use serde::{Deserialize, Serialize};

use crate::core::types::Symptom;

/// Display name of the fallback suggestion
pub const UNKNOWN_DISEASE_NAME: &str = "Unknown";

/// Single treatment line of the fallback suggestion
pub const UNKNOWN_TREATMENT: &str = "consult a physician";

/// A disease in the catalog
#[derive(Debug, Clone, PartialEq, Eq, Serialize, Deserialize)]
pub struct DiseaseRecord {
    /// Display name, unique within a catalog
    pub name: String,

    /// Associated symptoms, in declaration order
    pub symptoms: Vec<Symptom>,

    /// Treatment recommendations, in display order
    #[serde(default)]
    pub treatment: Vec<String>,
}

impl DiseaseRecord {
    pub fn new(name: impl Into<String>) -> Self {
        Self {
            name: name.into(),
            symptoms: Vec::new(),
            treatment: Vec::new(),
        }
    }

    #[must_use]
    pub fn with_symptoms<I, S>(mut self, symptoms: I) -> Self
    where
        I: IntoIterator<Item = S>,
        S: Into<Symptom>,
    {
        self.symptoms = symptoms.into_iter().map(Into::into).collect();
        self
    }

    #[must_use]
    pub fn with_treatment<I, S>(mut self, treatment: I) -> Self
    where
        I: IntoIterator<Item = S>,
        S: Into<String>,
    {
        self.treatment = treatment.into_iter().map(Into::into).collect();
        self
    }

    /// The fallback record: no symptoms and a single "consult a physician" line
    #[must_use]
    pub fn unknown() -> Self {
        Self::new(UNKNOWN_DISEASE_NAME).with_treatment([UNKNOWN_TREATMENT])
    }

    #[must_use]
    pub fn has_symptom(&self, symptom: &Symptom) -> bool {
        self.symptoms.contains(symptom)
    }

    /// Remove repeated symptoms, keeping the first occurrence.
    /// Returns the symptoms that were dropped.
    pub fn dedup_symptoms(&mut self) -> Vec<Symptom> {
        let mut kept: Vec<Symptom> = Vec::with_capacity(self.symptoms.len());
        let mut dropped = Vec::new();
        for symptom in self.symptoms.drain(..) {
            if kept.contains(&symptom) {
                dropped.push(symptom);
            } else {
                kept.push(symptom);
            }
        }
        self.symptoms = kept;
        dropped
    }
}

#[cfg(test)]
mod tests {
    use super::*;

    #[test]
    fn test_unknown_record() {
        let unknown = DiseaseRecord::unknown();
        assert_eq!(unknown.name, "Unknown");
        assert!(unknown.symptoms.is_empty());
        assert_eq!(unknown.treatment, vec!["consult a physician".to_string()]);
    }

    #[test]
    fn test_dedup_symptoms_keeps_first_occurrence() {
        let mut record =
            DiseaseRecord::new("Flu").with_symptoms(["fever", "cough", "fever", "fatigue", "cough"]);

        let dropped = record.dedup_symptoms();

        assert_eq!(
            record.symptoms,
            vec![Symptom::from("fever"), Symptom::from("cough"), Symptom::from("fatigue")]
        );
        assert_eq!(dropped.len(), 2);
    }

    #[test]
    fn test_deserialize_without_treatment() {
        let record: DiseaseRecord =
            serde_json::from_str(r#"{"name": "Cold", "symptoms": ["cough"]}"#).unwrap();
        assert_eq!(record.name, "Cold");
        assert!(record.treatment.is_empty());
        assert!(record.has_symptom(&Symptom::from("cough")));
    }
}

- [EXERCISE] Everything from the line that contains "the first occurrence." through the end of the records must be duplicated exactly, and nothing outside that range.

- [RESPONSE BELOW]
    /// Remove repeated symptoms, keeping the first occurrence.
    /// Returns the symptoms that were dropped.
    pub fn dedup_symptoms(&mut self) -> Vec<Symptom> {
        let mut kept: Vec<Symptom> = Vec::with_capacity(self.symptoms.len());
        let mut dropped = Vec::new();
        for symptom in self.symptoms.drain(..) {
            if kept.contains(&symptom) {
                dropped.push(symptom);
            } else {
                kept.push(symptom);
            }
        }
        self.symptoms = kept;
        dropped
    }
}

#[cfg(test)]
mod tests {
    use super::*;

    #[test]
    fn test_unknown_record() {
        let unknown = DiseaseRecord::unknown();
        assert_eq!(unknown.name, "Unknown");
        assert!(unknown.symptoms.is_empty());
        assert_eq!(unknown.treatment, vec!["consult a physician".to_string()]);
    }

    #[test]
    fn test_dedup_symptoms_keeps_first_occurrence() {
        let mut record =
            DiseaseRecord::new("Flu").with_symptoms(["fever", "cough", "fever", "fatigue", "cough"]);

        let dropped = record.dedup_symptoms();

        assert_eq!(
            record.symptoms,
            vec![Symptom::from("fever"), Symptom::from("cough"), Symptom::from("fatigue")]
        );
        assert_eq!(dropped.len(), 2);
    }

    #[test]
    fn test_deserialize_without_treatment() {
        let record: DiseaseRecord =
            serde_json::from_str(r#"{"name": "Cold", "symptoms": ["cough"]}"#).unwrap();
        assert_eq!(record.name, "Cold");
        assert!(record.treatment.is_empty());
        assert!(record.has_symptom(&Symptom::from("cough")));
    }
}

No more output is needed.